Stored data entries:
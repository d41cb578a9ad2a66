//! Tools coordinator (spec.md §4.5): thin facade over [`crate::tools::ToolExecutor`].

use async_trait::async_trait;

use super::CoordinatorError;
use crate::llm::{ToolCall, ToolDefinition};
use crate::tools::{SecurityPolicy, Tool, ToolContext, ToolExecutor, ToolResult, ToolStats};

#[async_trait]
pub trait ToolsCoordinator: Send + Sync {
    async fn execute(&self, call: &ToolCall, ctx: &ToolContext) -> ToolResult;

    fn register(&self, tool: Box<dyn Tool>);

    fn list_tools(&self) -> Vec<ToolDefinition>;

    fn validate_args(&self, tool_name: &str, args: &serde_json::Value) -> Result<(), CoordinatorError>;

    fn stats(&self) -> ToolStats;

    fn set_security_policy(&self, policy: SecurityPolicy);

    fn get_security_policy(&self) -> SecurityPolicy;
}

/// Default implementation backed by a real [`ToolExecutor`]. Unlike the
/// other coordinators, tools have no meaningful noop variant: an executor
/// with an empty tool table already behaves as "not configured" (every
/// call returns `Unknown tool`), so a single implementation covers both
/// cases (spec.md §4.5).
pub struct DefaultToolsCoordinator {
    executor: std::sync::RwLock<ToolExecutor>,
}

impl DefaultToolsCoordinator {
    pub fn new(executor: ToolExecutor) -> Self {
        Self {
            executor: std::sync::RwLock::new(executor),
        }
    }

    pub fn standard() -> Self {
        Self::new(ToolExecutor::standard())
    }

    pub fn empty() -> Self {
        Self::new(ToolExecutor::empty())
    }
}

#[async_trait]
impl ToolsCoordinator for DefaultToolsCoordinator {
    async fn execute(&self, call: &ToolCall, ctx: &ToolContext) -> ToolResult {
        self.executor.read().unwrap().execute(call, ctx).await
    }

    fn register(&self, tool: Box<dyn Tool>) {
        self.executor.write().unwrap().register(tool);
    }

    fn list_tools(&self) -> Vec<ToolDefinition> {
        self.executor.read().unwrap().list_tools()
    }

    fn validate_args(&self, tool_name: &str, args: &serde_json::Value) -> Result<(), CoordinatorError> {
        self.executor
            .read()
            .unwrap()
            .validate_args(tool_name, args)
            .map_err(|e| CoordinatorError::Other(e.to_string()))
    }

    fn stats(&self) -> ToolStats {
        self.executor.read().unwrap().stats()
    }

    fn set_security_policy(&self, policy: SecurityPolicy) {
        self.executor.read().unwrap().set_security_policy(policy);
    }

    fn get_security_policy(&self) -> SecurityPolicy {
        self.executor.read().unwrap().security_policy()
    }
}

/// Explicit disabled variant for when tool execution itself should be
/// entirely suppressed (distinct from "no tools registered"): every call
/// fails closed with `NotConfigured` rather than "unknown tool".
#[derive(Default)]
pub struct NoopToolsCoordinator;

#[async_trait]
impl ToolsCoordinator for NoopToolsCoordinator {
    async fn execute(&self, _call: &ToolCall, _ctx: &ToolContext) -> ToolResult {
        ToolResult::error("tool execution is disabled")
    }

    fn register(&self, _tool: Box<dyn Tool>) {}

    fn list_tools(&self) -> Vec<ToolDefinition> {
        Vec::new()
    }

    fn validate_args(&self, _tool_name: &str, _args: &serde_json::Value) -> Result<(), CoordinatorError> {
        Err(CoordinatorError::NotConfigured { capability: "tools" })
    }

    fn stats(&self) -> ToolStats {
        ToolStats::default()
    }

    fn set_security_policy(&self, _policy: SecurityPolicy) {}

    fn get_security_policy(&self) -> SecurityPolicy {
        SecurityPolicy::default()
    }
}

#[cfg(test)]
mod tests {
    use super::*;
    use tempfile::tempdir;

    #[tokio::test]
    async fn default_coordinator_executes_registered_bash_tool() {
        let coordinator = DefaultToolsCoordinator::standard();
        let temp = tempdir().unwrap();
        let ctx = ToolContext::new(temp.path().to_path_buf(), "req-1".to_string()).with_unrestricted(true);
        let call = ToolCall {
            id: "1".to_string(),
            name: "bash".to_string(),
            input: serde_json::json!({"command": "echo hi"}),
        };
        let result = coordinator.execute(&call, &ctx).await;
        assert!(!result.is_error);
    }

    #[tokio::test]
    async fn noop_coordinator_always_fails_closed() {
        let coordinator = NoopToolsCoordinator;
        let temp = tempdir().unwrap();
        let ctx = ToolContext::new(temp.path().to_path_buf(), "req-1".to_string());
        let call = ToolCall {
            id: "1".to_string(),
            name: "bash".to_string(),
            input: serde_json::json!({"command": "echo hi"}),
        };
        let result = coordinator.execute(&call, &ctx).await;
        assert!(result.is_error);
    }
}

Required action: For this exercise, repeat exactly the lines of the data above from the one with "fn register(&self, tool: Box<dyn Tool>);" down to the one with "fn set_security_policy(&self, policy: SecurityPolicy);", both end lines included.

Finished task:
    fn register(&self, tool: Box<dyn Tool>);

    fn list_tools(&self) -> Vec<ToolDefinition>;

    fn validate_args(&self, tool_name: &str, args: &serde_json::Value) -> Result<(), CoordinatorError>;

    fn stats(&self) -> ToolStats;

    fn set_security_policy(&self, policy: SecurityPolicy);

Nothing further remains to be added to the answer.